Last year we also discovered the bird cams. OMG! If you're looking for a way to lower your professional productivity... A pair of bald eagles raised a pair of awkward, gangly youths in a nest in the Washington, D.C. area last year, and they're back at it again this year. At Cornell's Lab of Ornithology, they maintain links to birdcams all over North America, sending back live footage of barn owls, barred owls, ospreys, red-tailed hawks, petrels, albatrosses, manakins, and any number of pond-frequenting winged creatures. Many of these birdcams show parents raising little ones. A warning alerts viewers that these are live, unscripted birdcams where anything can happen.
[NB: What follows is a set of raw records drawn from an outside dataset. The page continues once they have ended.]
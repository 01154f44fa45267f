use axum::{extract::State, Json};
use serde::Deserialize;

use super::models::{Privacy, Profile};
use super::store::VideoLogStore;
use crate::auth::Identity;
use crate::errors::AppError;
use crate::extract::AppJson;
use crate::state::AppState;

/// Owners always see their own profile; anyone else only when it is public.
pub fn can_view(profile: &Profile, requester: Option<&str>) -> bool {
    requester == Some(profile.username.as_str()) || profile.privacy == Privacy::Public
}

pub fn is_owner(profile: &Profile, requester: Option<&str>) -> bool {
    requester == Some(profile.username.as_str())
}

#[derive(Debug, Default, Deserialize)]
pub struct ProfileQuery {
    pub profile: Option<String>,
}

/// Looks up `?profile=` and applies the visibility gate.
pub async fn resolve_visible_profile(
    store: &dyn VideoLogStore,
    query: &ProfileQuery,
    requester: Option<&str>,
) -> Result<Profile, AppError> {
    let profile_id = query
        .profile
        .as_deref()
        .filter(|id| !id.trim().is_empty())
        .ok_or_else(|| AppError::Validation("query param ?profile= is required".to_string()))?;

    let profile = store
        .get_profile_by_id(profile_id)
        .await?
        .ok_or_else(|| AppError::NotFound(format!("video log profile {profile_id} not found")))?;

    if !can_view(&profile, requester) {
        return Err(AppError::Unauthorized("profile is not public".to_string()));
    }
    Ok(profile)
}

#[derive(Debug, Deserialize)]
pub struct ProfileUpdate {
    pub privacy: Privacy,
}

/// GET /api/v2/videolog/profiles/me
pub async fn handle_get_my_profile(
    State(state): State<AppState>,
    identity: Identity,
) -> Result<Json<Profile>, AppError> {
    state
        .video_log
        .get_profile_by_username(&identity.email)
        .await?
        .map(Json)
        .ok_or_else(|| {
            AppError::NotFound(format!("video log profile not found for user {}", identity.email))
        })
}

/// PUT /api/v2/videolog/profiles/me
pub async fn handle_update_my_profile(
    State(state): State<AppState>,
    identity: Identity,
    AppJson(update): AppJson<ProfileUpdate>,
) -> Result<Json<Profile>, AppError> {
    let profile = state
        .video_log
        .upsert_profile(&identity.email, update.privacy)
        .await?;
    Ok(Json(profile))
}
use std::fmt;

use axum::{
    extract::rejection::{JsonRejection, PathRejection, QueryRejection},
    http::StatusCode,
    response::{IntoResponse, Response},
    Json,
};
use serde_json::json;
use thiserror::Error;

use crate::auth::AuthError;
use crate::store::StoreError;
use crate::youtube::YouTubeError;

/// Application-level error type.
/// Implements `IntoResponse` so Axum handlers can return `Result<T, AppError>`.
///
/// Server-side failures carry their cause into the response body. This is a
/// single-operator tool; the cause is more useful to the operator than hidden.
#[derive(Debug, Error)]
pub enum AppError {
    #[error("Not found: {0}")]
    NotFound(String),

    #[error("Validation error: {0}")]
    Validation(String),

    #[error("Unauthorized: {0}")]
    Unauthorized(String),

    #[error("Store error: {0}")]
    Store(#[from] StoreError),

    #[error("External service error: {0}")]
    External(String),
}

impl From<JsonRejection> for AppError {
    fn from(rejection: JsonRejection) -> Self {
        AppError::Validation(format!("failed to parse JSON data: {}", rejection.body_text()))
    }
}

impl From<PathRejection> for AppError {
    fn from(rejection: PathRejection) -> Self {
        AppError::Validation(format!("invalid path parameter: {}", rejection.body_text()))
    }
}

impl From<QueryRejection> for AppError {
    fn from(rejection: QueryRejection) -> Self {
        AppError::Validation(format!("invalid query parameter: {}", rejection.body_text()))
    }
}

impl From<YouTubeError> for AppError {
    fn from(err: YouTubeError) -> Self {
        AppError::External(err.to_string())
    }
}

impl From<AuthError> for AppError {
    fn from(err: AuthError) -> Self {
        match err {
            AuthError::Upstream(_) => AppError::External(err.to_string()),
            _ => AppError::Unauthorized(err.to_string()),
        }
    }
}

impl From<ErrorList> for AppError {
    fn from(list: ErrorList) -> Self {
        AppError::External(list.to_string())
    }
}

impl IntoResponse for AppError {
    fn into_response(self) -> Response {
        let (status, code, message) = match &self {
            AppError::NotFound(msg) => (StatusCode::NOT_FOUND, "NOT_FOUND", msg.clone()),
            AppError::Validation(msg) => (StatusCode::BAD_REQUEST, "VALIDATION_ERROR", msg.clone()),
            AppError::Unauthorized(msg) => (StatusCode::UNAUTHORIZED, "UNAUTHORIZED", msg.clone()),
            AppError::Store(StoreError::NoRowsAffected { table, id }) => (
                StatusCode::NOT_FOUND,
                "NO_ROWS_AFFECTED",
                format!("no row in {table} matched {id}"),
            ),
            // A label deleted between the existence check and the insert.
            AppError::Store(e) if e.is_foreign_key_violation() => (
                StatusCode::BAD_REQUEST,
                "VALIDATION_ERROR",
                format!("referenced record does not exist: {e}"),
            ),
            AppError::Store(e) => {
                tracing::error!("Store error: {e}");
                (
                    StatusCode::INTERNAL_SERVER_ERROR,
                    "DATABASE_ERROR",
                    format!("failed to query database: {e}"),
                )
            }
            AppError::External(msg) => {
                tracing::error!("External service error: {msg}");
                (StatusCode::INTERNAL_SERVER_ERROR, "EXTERNAL_ERROR", msg.clone())
            }
        };

        let body = Json(json!({
            "error": {
                "code": code,
                "message": message
            }
        }));

        (status, body).into_response()
    }
}

/// Several independent failures reported together.
#[derive(Debug, Clone, PartialEq, Eq)]
pub struct ErrorList(Vec<String>);

impl ErrorList {
    /// Collects the messages of every `Err`; `None` when all succeeded.
    pub fn concat<E: fmt::Display>(results: impl IntoIterator<Item = Result<(), E>>) -> Option<Self> {
        let messages: Vec<String> = results
            .into_iter()
            .filter_map(|r| r.err().map(|e| e.to_string()))
            .collect();
        if messages.is_empty() {
            None
        } else {
            Some(ErrorList(messages))
        }
    }

    pub fn messages(&self) -> &[String] {
        &self.0
    }
}

impl fmt::Display for ErrorList {
    fn fmt(&self, f: &mut fmt::Formatter<'_>) -> fmt::Result {
        f.write_str(&self.0.join("; "))
    }
}

impl std::error::Error for ErrorList {}

#[cfg(test)]
mod tests {
    use super::*;

    #[test]
    fn test_concat_all_ok_is_none() {
        let results: Vec<Result<(), String>> = vec![Ok(()), Ok(())];
        assert!(ErrorList::concat(results).is_none());
    }

    #[test]
    fn test_concat_joins_every_failure() {
        let results = vec![
            Err("playlist A returned 0 items".to_string()),
            Ok(()),
            Err("playlist B request timed out".to_string()),
        ];
        let list = ErrorList::concat(results).unwrap();
        assert_eq!(list.messages().len(), 2);
        assert_eq!(
            list.to_string(),
            "playlist A returned 0 items; playlist B request timed out"
        );
    }

    #[test]
    fn test_no_rows_affected_maps_to_404() {
        let err = AppError::Store(StoreError::NoRowsAffected {
            table: "log_entries",
            id: "abc".to_string(),
        });
        assert_eq!(err.into_response().status(), StatusCode::NOT_FOUND);
    }

    #[test]
    fn test_invalid_filter_maps_to_500() {
        let err = AppError::Store(StoreError::InvalidFilter("label_ids on log_labels".into()));
        assert_eq!(err.into_response().status(), StatusCode::INTERNAL_SERVER_ERROR);
    }

    #[test]
    fn test_unauthorized_maps_to_401() {
        let err = AppError::Unauthorized("ID token is not provided".into());
        assert_eq!(err.into_response().status(), StatusCode::UNAUTHORIZED);
    }
}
Diane grew a little too attached to the Texas barn owls last summer. When a drought in the region triggered a food shortage, the older/larger siblings took to eating their nestmates. It was a last man standing situation. Diane was appalled.
I can't really remember when we started paying attention to the birds. Is it just a symptom of being settled in this home now all these many years? We don't go out as much. We don't have kids to run around. We're up with the sun, awake when the birds are going about there morning routines. Is it the cumulative impact of oh so many nature documentaries illustrating with increasing technological precision the behaviors of the wild and not-so-wild creatures with whom we inhabit this planet? Or is it a sign that we're calmer now, more mature, more mindful and attuned to our environment. Sure. Let's go with that.
Our children, as children are prone to do, make fun of this recent bird fixation. They act like we're one step closer to the old bird watcher's home, which, maybe we are, but hey, back to the Tim/Pat age disparity, that frail walker-assisted trip might still be decades from now. How much will we have learned about our winged neighbors by then? How much will we remember? And are there other mini-stages between here and there that I've still not guessed at? Misadventures in woodworking? Arrowhead collecting? Genealogy? The Chemo Two-step? The Colon Years?
We arrived home from Pat's funeral last week to discover that a robin had become the first to build a nest in the young Japanese maple in our front yard. A Wisconsin farm girl, Pat had always been on the lookout for robins as a harbinger of spring. My sister says that it's a message from beyond. I don't know about that, but it feels like a good sign.